2. We don't have a continuous benchmarking setup for representative use-cases, i.e., MCH production, ICON-Exclaim users. As a result we often don't know how good or bad or overall performance actually is and what setup is required for it.
## Appetite
<!-- Explain how much time we want to spend and how that constrains the solution -->
## Solution
<!-- The core elements we came up with, presented in a form that’s easy for people to immediately understand -->
### 1. StencilTests with larger grids
Extend the bencher CI pipeline to execute on a larger grid. For this only the grid files are needed. See [here](https://github.com/C2SM/icon4py/blob/main/model/testing/src/icon4py/model/testing/pytest_config.py#L58) for the relevant fixture.

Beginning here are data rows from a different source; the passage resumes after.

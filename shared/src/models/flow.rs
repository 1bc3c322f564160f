//! Flow execution model.
//!
//! A flow is a tracked workflow or job run. Flows are what the execution
//! history table lists and what the timeline plots next to annotations.

use chrono::{DateTime, Duration, Utc};
use serde::{Deserialize, Serialize};
use std::collections::HashMap;
use thiserror::Error;
use uuid::Uuid;
use validator::Validate;

/// Execution status of a flow.
#[derive(Debug, Clone, Copy, PartialEq, Eq, Hash, Serialize, Deserialize, Default)]
#[serde(rename_all = "lowercase")]
pub enum FlowStatus {
    /// Still executing.
    #[default]
    Running,
    /// Finished without error.
    Succeeded,
    /// Finished with an error.
    Failed,
    /// Stopped before completion.
    Cancelled,
}

impl FlowStatus {
    /// Returns true once the flow can no longer change state.
    #[must_use]
    pub const fn is_terminal(&self) -> bool {
        !matches!(self, Self::Running)
    }
}

impl std::fmt::Display for FlowStatus {
    fn fmt(&self, f: &mut std::fmt::Formatter<'_>) -> std::fmt::Result {
        match self {
            Self::Running => write!(f, "running"),
            Self::Succeeded => write!(f, "succeeded"),
            Self::Failed => write!(f, "failed"),
            Self::Cancelled => write!(f, "cancelled"),
        }
    }
}

/// A single flow execution.
#[derive(Debug, Clone, PartialEq, Serialize, Deserialize, Validate)]
pub struct Flow {
    /// Unique identifier.
    pub id: Uuid,

    /// Tenant the flow belongs to.
    pub tenant_id: Uuid,

    /// Flow name (e.g., "nightly-export").
    #[validate(length(min = 1, message = "Flow name cannot be empty"))]
    pub name: String,

    /// Current status.
    #[serde(default)]
    pub status: FlowStatus,

    /// When the run started.
    pub start_time: DateTime<Utc>,

    /// When the run ended, if it has.
    #[serde(default, skip_serializing_if = "Option::is_none")]
    pub end_time: Option<DateTime<Utc>>,

    /// Free-form labels attached to the run.
    #[serde(default)]
    pub labels: HashMap<String, String>,
}

/// Errors that can occur during flow validation.
#[derive(Debug, Error)]
pub enum FlowValidationError {
    /// The end time precedes the start time.
    #[error("Flow end time precedes its start time")]
    EndBeforeStart,

    /// A terminal status was given without an end time, or the reverse.
    #[error("Flow status '{0}' is inconsistent with its end time")]
    StatusMismatch(FlowStatus),

    /// Validation failed with details.
    #[error("Validation failed: {0}")]
    ValidationError(#[from] validator::ValidationErrors),
}

impl Flow {
    /// Creates a running flow that started now.
    #[must_use]
    pub fn new(tenant_id: Uuid, name: impl Into<String>) -> Self {
        Self {
            id: Uuid::new_v4(),
            tenant_id,
            name: name.into(),
            status: FlowStatus::Running,
            start_time: Utc::now(),
            end_time: None,
            labels: HashMap::new(),
        }
    }

    /// Sets the start time.
    #[must_use]
    pub fn with_start_time(mut self, start_time: DateTime<Utc>) -> Self {
        self.start_time = start_time;
        self
    }

    /// Marks the flow finished with the given status.
    #[must_use]
    pub fn finished(mut self, status: FlowStatus, end_time: DateTime<Utc>) -> Self {
        self.status = status;
        self.end_time = Some(end_time);
        self
    }

    /// Adds a label.
    #[must_use]
    pub fn with_label(mut self, key: impl Into<String>, value: impl Into<String>) -> Self {
        self.labels.insert(key.into(), value.into());
        self
    }

    /// Returns the run duration, if the flow has ended.
    #[must_use]
    pub fn duration(&self) -> Option<Duration> {
        self.end_time.map(|end| end - self.start_time)
    }

    /// Validates the flow.
    ///
    /// # Errors
    ///
    /// Returns an error if the name is empty, the end precedes the start, or
    /// the status disagrees with the presence of an end time.
    pub fn validate_flow(&self) -> Result<(), FlowValidationError> {
        self.validate()?;

        match self.end_time {
            Some(end) if end < self.start_time => Err(FlowValidationError::EndBeforeStart),
            Some(_) if !self.status.is_terminal() => {
                Err(FlowValidationError::StatusMismatch(self.status))
            }
            None if self.status.is_terminal() => {
                Err(FlowValidationError::StatusMismatch(self.status))
            }
            _ => Ok(()),
        }
    }
}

Please make sure the testbed(s) in bencher are named nicely.
__TODO: What grids?__
global grid: R02B07
local (LAM): grid from MCH-CH2, and there is one smaller grid from an older MCH experiment which has roughly half the size of the one of MCH-CH2. (should be more similiar to the production setup for a single node run)

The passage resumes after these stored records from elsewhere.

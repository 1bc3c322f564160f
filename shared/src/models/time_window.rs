//! Time window model.
//!
//! A `TimeWindow` is what the user picked (a relative preset such as "last
//! 15 minutes", or an absolute range). It is resolved into concrete instants
//! only when a query is built, so a stored relative window always slides
//! with the clock.

use chrono::{DateTime, Duration, Utc};
use nom::{
    character::complete::{digit1, one_of},
    combinator::{all_consuming, map_res},
    IResult, Parser,
};
use serde::{Deserialize, Serialize};
use std::str::FromStr;
use thiserror::Error;

/// Errors that can occur while parsing or resolving a time window.
#[derive(Debug, Error, PartialEq, Eq)]
pub enum TimeWindowError {
    /// The relative value is not of the form `<digits><m|h|d>`.
    #[error("Invalid relative window syntax: '{0}'")]
    Syntax(String),

    /// The relative value parsed but is not one of the offered presets.
    #[error("Unsupported relative window: '{0}'. Expected one of {presets}", presets = RelativeRange::PRESETS.join(", "))]
    UnsupportedPreset(String),

    /// An absolute window does not end after it starts.
    #[error("Window end ({end}) must be after start ({start})")]
    EmptyRange {
        /// Start of the rejected window.
        start: DateTime<Utc>,
        /// End of the rejected window.
        end: DateTime<Utc>,
    },
}

/// A relative range preset such as `15m` or `7d`.
#[derive(Debug, Clone, Copy, PartialEq, Eq, Hash, Serialize, Deserialize)]
#[serde(try_from = "String", into = "String")]
pub enum RelativeRange {
    /// Last 15 minutes.
    Minutes15,
    /// Last hour.
    Hours1,
    /// Last 3 hours.
    Hours3,
    /// Last 6 hours.
    Hours6,
    /// Last 12 hours.
    Hours12,
    /// Last 24 hours.
    Hours24,
    /// Last 7 days.
    Days7,
    /// Last 30 days.
    Days30,
}

impl RelativeRange {
    /// All preset literals, shortest first.
    pub const PRESETS: [&'static str; 8] = ["15m", "1h", "3h", "6h", "12h", "24h", "7d", "30d"];

    /// Returns the preset literal.
    #[must_use]
    pub const fn as_str(&self) -> &'static str {
        match self {
            Self::Minutes15 => "15m",
            Self::Hours1 => "1h",
            Self::Hours3 => "3h",
            Self::Hours6 => "6h",
            Self::Hours12 => "12h",
            Self::Hours24 => "24h",
            Self::Days7 => "7d",
            Self::Days30 => "30d",
        }
    }

    /// Returns the length of the range in seconds.
    #[must_use]
    pub const fn as_secs(&self) -> i64 {
        match self {
            Self::Minutes15 => 15 * 60,
            Self::Hours1 => 3600,
            Self::Hours3 => 3 * 3600,
            Self::Hours6 => 6 * 3600,
            Self::Hours12 => 12 * 3600,
            Self::Hours24 => 24 * 3600,
            Self::Days7 => 7 * 86400,
            Self::Days30 => 30 * 86400,
        }
    }

    /// Returns the length of the range.
    #[must_use]
    pub fn duration(&self) -> Duration {
        Duration::seconds(self.as_secs())
    }
}

impl std::fmt::Display for RelativeRange {
    fn fmt(&self, f: &mut std::fmt::Formatter<'_>) -> std::fmt::Result {
        f.write_str(self.as_str())
    }
}

impl FromStr for RelativeRange {
    type Err = TimeWindowError;

    fn from_str(s: &str) -> Result<Self, Self::Err> {
        let trimmed = s.trim();
        let (_, (amount, unit)) = all_consuming(relative_literal)
            .parse(trimmed)
            .map_err(|_| TimeWindowError::Syntax(trimmed.to_string()))?;

        match (amount, unit) {
            (15, 'm') => Ok(Self::Minutes15),
            (1, 'h') => Ok(Self::Hours1),
            (3, 'h') => Ok(Self::Hours3),
            (6, 'h') => Ok(Self::Hours6),
            (12, 'h') => Ok(Self::Hours12),
            (24, 'h') => Ok(Self::Hours24),
            (7, 'd') => Ok(Self::Days7),
            (30, 'd') => Ok(Self::Days30),
            _ => Err(TimeWindowError::UnsupportedPreset(trimmed.to_string())),
        }
    }
}

impl TryFrom<String> for RelativeRange {
    type Error = TimeWindowError;

    fn try_from(value: String) -> Result<Self, Self::Error> {
        value.parse()
    }
}

impl From<RelativeRange> for String {
    fn from(range: RelativeRange) -> Self {
        range.as_str().to_string()
    }
}

fn relative_literal(input: &str) -> IResult<&str, (u32, char)> {
    let (input, amount) = map_res(digit1, |s: &str| s.parse::<u32>()).parse(input)?;
    let (input, unit) = one_of("mhd").parse(input)?;
    Ok((input, (amount, unit)))
}

/// A time window as selected by the user.
#[derive(Debug, Clone, Copy, PartialEq, Eq, Serialize, Deserialize)]
#[serde(tag = "type", rename_all = "lowercase")]
pub enum TimeWindow {
    /// A window ending now.
    Relative {
        /// The preset length.
        value: RelativeRange,
    },
    /// A fixed window.
    Absolute {
        /// Window start.
        start: DateTime<Utc>,
        /// Window end.
        end: DateTime<Utc>,
    },
}

impl Default for TimeWindow {
    fn default() -> Self {
        Self::Relative {
            value: RelativeRange::Hours1,
        }
    }
}

impl TimeWindow {
    /// Creates a relative window.
    #[must_use]
    pub const fn relative(value: RelativeRange) -> Self {
        Self::Relative { value }
    }

    /// Creates an absolute window.
    #[must_use]
    pub const fn absolute(start: DateTime<Utc>, end: DateTime<Utc>) -> Self {
        Self::Absolute { start, end }
    }

    /// Resolves the window against `now`.
    ///
    /// # Errors
    ///
    /// Returns `TimeWindowError::EmptyRange` if an absolute window does not
    /// end after it starts.
    pub fn resolve(&self, now: DateTime<Utc>) -> Result<ResolvedWindow, TimeWindowError> {
        match *self {
            Self::Relative { value } => Ok(ResolvedWindow {
                start: now - value.duration(),
                end: now,
            }),
            Self::Absolute { start, end } => {
                if end <= start {
                    return Err(TimeWindowError::EmptyRange { start, end });
                }
                Ok(ResolvedWindow { start, end })
            }
        }
    }

    /// Resolves the window against the current time.
    ///
    /// # Errors
    ///
    /// See [`TimeWindow::resolve`].
    pub fn resolve_now(&self) -> Result<ResolvedWindow, TimeWindowError> {
        self.resolve(Utc::now())
    }
}

/// A window with concrete bounds.
#[derive(Debug, Clone, Copy, PartialEq, Eq, Serialize, Deserialize)]
pub struct ResolvedWindow {
    /// Window start (inclusive).
    pub start: DateTime<Utc>,
    /// Window end (exclusive).
    pub end: DateTime<Utc>,
}

impl ResolvedWindow {
    /// Returns the window length in whole seconds.
    #[must_use]
    pub fn interval_secs(&self) -> i64 {
        (self.end - self.start).num_seconds()
    }

    /// Returns true if `at` falls inside the window.
    #[must_use]
    pub fn contains(&self, at: DateTime<Utc>) -> bool {
        at >= self.start && at < self.end
    }
}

### 2. Blue-line with granule
1. Move the log parsing functionality from `icon-exclaim-perf-tools` into a new module `icon4py.tools.icon_log_utils` in icon4py.

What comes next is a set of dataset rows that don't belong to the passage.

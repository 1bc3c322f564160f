//! API route definitions.
//!
//! This module organizes all HTTP routes for the Flowdeck API server.

mod catalog;
mod comments;
mod error;
mod events;
mod flows;
mod health;
mod notebooks;
mod promql;
mod tenants;
mod timeline;
mod window;

pub use catalog::catalog_routes;
pub use comments::comment_routes;
pub use error::ApiError;
pub use events::event_routes;
pub use flows::flow_routes;
pub use health::health_routes;
pub use notebooks::notebook_routes;
pub use promql::promql_routes;
pub use tenants::tenant_routes;
pub use timeline::timeline_routes;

- [log import functionality](https://github.com/C2SM/icon-exclaim-perf-tools/blob/master/src/icon_exclaim_perf_tools/log_import.py) -> `icon4py.tools.icon_log_utils.importer`
- [database schema](https://github.com/C2SM/icon-exclaim-perf-tools/blob/master/src/icon_exclaim_perf_tools/db/schema.py) -> `icon4py.tools.icon_log_utils.schema`
2. Add a new pipeline that executes the blue-line. The job should be parameterized by:
- Experiment
- Build type: openacc, granule
Make sure to coordinate this effort with the people working on / up-to-date on: the uenv (Rico) & CI (Christoph). If this hasn't progressed enough to be used right away be pragmatic: just install according to the build instructions https://github.com/C2SM/icon-exclaim/tree/icon-dsl/dsl until then, but be careful and don't burn to much CI time here.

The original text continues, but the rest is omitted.